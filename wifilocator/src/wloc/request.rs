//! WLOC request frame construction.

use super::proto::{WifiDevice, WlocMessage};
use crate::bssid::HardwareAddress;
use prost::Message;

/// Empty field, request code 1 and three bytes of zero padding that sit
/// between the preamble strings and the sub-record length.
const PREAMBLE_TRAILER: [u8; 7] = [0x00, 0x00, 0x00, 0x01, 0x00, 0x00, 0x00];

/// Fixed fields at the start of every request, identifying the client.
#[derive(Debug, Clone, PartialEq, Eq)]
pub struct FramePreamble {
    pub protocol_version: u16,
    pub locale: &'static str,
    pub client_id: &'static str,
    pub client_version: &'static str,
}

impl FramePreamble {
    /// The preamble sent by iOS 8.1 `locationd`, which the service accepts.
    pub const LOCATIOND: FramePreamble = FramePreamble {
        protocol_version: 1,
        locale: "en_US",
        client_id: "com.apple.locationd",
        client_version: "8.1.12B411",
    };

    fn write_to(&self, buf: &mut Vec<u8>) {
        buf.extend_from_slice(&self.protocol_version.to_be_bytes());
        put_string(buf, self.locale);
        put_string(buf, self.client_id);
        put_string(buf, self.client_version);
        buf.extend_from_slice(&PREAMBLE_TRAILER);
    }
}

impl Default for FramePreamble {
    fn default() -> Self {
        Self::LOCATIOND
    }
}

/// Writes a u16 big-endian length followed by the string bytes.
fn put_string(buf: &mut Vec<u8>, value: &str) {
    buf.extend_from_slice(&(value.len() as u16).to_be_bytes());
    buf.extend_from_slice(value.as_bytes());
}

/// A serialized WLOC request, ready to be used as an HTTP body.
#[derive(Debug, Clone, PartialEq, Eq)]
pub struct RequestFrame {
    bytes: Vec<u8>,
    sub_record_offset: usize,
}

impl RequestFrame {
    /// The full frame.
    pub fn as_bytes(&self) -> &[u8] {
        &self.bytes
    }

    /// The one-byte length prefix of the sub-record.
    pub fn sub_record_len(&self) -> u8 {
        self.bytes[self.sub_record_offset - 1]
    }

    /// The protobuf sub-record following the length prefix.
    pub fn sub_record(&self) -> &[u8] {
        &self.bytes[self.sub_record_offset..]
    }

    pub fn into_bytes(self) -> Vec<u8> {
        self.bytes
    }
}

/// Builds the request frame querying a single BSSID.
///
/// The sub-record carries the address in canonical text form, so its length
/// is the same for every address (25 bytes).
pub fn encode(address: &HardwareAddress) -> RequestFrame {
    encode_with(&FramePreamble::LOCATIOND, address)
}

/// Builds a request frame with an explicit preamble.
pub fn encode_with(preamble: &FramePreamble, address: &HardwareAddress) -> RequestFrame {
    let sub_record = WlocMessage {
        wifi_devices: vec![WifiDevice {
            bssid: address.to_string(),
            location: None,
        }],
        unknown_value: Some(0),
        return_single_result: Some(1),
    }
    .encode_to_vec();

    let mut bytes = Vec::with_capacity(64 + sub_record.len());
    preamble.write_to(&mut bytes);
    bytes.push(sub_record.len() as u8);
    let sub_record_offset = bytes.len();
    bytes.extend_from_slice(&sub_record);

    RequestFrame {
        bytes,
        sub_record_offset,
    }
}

---

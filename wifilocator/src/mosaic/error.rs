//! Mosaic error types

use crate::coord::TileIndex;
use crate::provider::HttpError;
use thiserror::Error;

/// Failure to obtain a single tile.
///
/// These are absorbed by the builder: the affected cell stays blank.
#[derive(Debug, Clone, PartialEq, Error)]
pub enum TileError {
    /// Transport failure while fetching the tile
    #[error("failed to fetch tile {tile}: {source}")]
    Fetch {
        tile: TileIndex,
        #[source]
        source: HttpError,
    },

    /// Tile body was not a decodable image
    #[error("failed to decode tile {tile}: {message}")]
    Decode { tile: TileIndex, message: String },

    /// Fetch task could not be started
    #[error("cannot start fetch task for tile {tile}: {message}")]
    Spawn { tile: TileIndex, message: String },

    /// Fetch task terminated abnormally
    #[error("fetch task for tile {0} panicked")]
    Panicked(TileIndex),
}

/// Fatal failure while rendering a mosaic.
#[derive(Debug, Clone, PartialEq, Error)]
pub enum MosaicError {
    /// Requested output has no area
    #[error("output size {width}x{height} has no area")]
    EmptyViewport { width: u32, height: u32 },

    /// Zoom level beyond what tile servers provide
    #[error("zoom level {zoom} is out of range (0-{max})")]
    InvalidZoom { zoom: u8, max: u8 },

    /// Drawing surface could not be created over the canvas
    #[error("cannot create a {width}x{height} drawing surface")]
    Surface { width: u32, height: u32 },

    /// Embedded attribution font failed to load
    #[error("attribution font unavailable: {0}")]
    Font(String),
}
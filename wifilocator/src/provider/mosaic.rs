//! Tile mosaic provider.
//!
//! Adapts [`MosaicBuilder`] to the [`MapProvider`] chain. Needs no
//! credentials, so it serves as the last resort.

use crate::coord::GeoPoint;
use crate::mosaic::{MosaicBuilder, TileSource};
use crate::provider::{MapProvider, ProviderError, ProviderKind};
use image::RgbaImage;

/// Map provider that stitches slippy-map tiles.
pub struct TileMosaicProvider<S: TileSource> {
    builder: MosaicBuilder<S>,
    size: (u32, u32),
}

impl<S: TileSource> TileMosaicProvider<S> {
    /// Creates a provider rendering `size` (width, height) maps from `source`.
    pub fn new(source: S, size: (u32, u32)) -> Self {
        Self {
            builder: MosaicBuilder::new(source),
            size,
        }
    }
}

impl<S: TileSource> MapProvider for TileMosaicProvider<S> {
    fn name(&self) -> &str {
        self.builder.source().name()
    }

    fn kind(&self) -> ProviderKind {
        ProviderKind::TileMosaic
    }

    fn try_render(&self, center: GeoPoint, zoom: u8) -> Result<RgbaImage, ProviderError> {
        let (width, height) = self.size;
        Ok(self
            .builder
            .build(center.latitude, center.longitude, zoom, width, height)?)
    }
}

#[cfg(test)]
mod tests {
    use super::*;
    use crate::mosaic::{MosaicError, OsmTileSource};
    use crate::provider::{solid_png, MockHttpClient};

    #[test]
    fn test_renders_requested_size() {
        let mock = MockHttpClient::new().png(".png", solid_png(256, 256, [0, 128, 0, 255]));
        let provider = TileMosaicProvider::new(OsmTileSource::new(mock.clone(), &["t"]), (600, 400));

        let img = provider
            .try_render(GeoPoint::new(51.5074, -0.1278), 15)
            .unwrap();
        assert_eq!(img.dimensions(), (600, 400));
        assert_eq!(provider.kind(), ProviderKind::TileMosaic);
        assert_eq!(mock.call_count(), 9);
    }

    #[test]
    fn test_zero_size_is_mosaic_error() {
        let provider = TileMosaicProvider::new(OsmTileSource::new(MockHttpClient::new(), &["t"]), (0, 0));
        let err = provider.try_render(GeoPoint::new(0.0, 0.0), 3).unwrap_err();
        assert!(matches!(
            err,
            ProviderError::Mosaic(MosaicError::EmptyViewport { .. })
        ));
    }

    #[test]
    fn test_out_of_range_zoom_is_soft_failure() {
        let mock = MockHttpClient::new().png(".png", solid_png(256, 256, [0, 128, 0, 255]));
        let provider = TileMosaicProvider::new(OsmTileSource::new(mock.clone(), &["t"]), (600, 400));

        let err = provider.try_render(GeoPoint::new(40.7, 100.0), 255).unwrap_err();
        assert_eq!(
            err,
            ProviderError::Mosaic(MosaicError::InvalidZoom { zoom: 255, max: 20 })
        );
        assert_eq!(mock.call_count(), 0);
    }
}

→ ASSIGNED TASK: Print only what lies in the material above starting at the line with "filename wifilocator/src/wloc/request.rs" and ending at the line with "fn put_string(buf: &mut", every line exactly as given.

→ WRITTEN ANSWER:
filename wifilocator/src/wloc/request.rs
//! WLOC request frame construction.

use super::proto::{WifiDevice, WlocMessage};
use crate::bssid::HardwareAddress;
use prost::Message;

/// Empty field, request code 1 and three bytes of zero padding that sit
/// between the preamble strings and the sub-record length.
const PREAMBLE_TRAILER: [u8; 7] = [0x00, 0x00, 0x00, 0x01, 0x00, 0x00, 0x00];

/// Fixed fields at the start of every request, identifying the client.
#[derive(Debug, Clone, PartialEq, Eq)]
pub struct FramePreamble {
    pub protocol_version: u16,
    pub locale: &'static str,
    pub client_id: &'static str,
    pub client_version: &'static str,
}

impl FramePreamble {
    /// The preamble sent by iOS 8.1 `locationd`, which the service accepts.
    pub const LOCATIOND: FramePreamble = FramePreamble {
        protocol_version: 1,
        locale: "en_US",
        client_id: "com.apple.locationd",
        client_version: "8.1.12B411",
    };

    fn write_to(&self, buf: &mut Vec<u8>) {
        buf.extend_from_slice(&self.protocol_version.to_be_bytes());
        put_string(buf, self.locale);
        put_string(buf, self.client_id);
        put_string(buf, self.client_version);
        buf.extend_from_slice(&PREAMBLE_TRAILER);
    }
}

impl Default for FramePreamble {
    fn default() -> Self {
        Self::LOCATIOND
    }
}

/// Writes a u16 big-endian length followed by the string bytes.
fn put_string(buf: &mut Vec<u8>, value: &str) {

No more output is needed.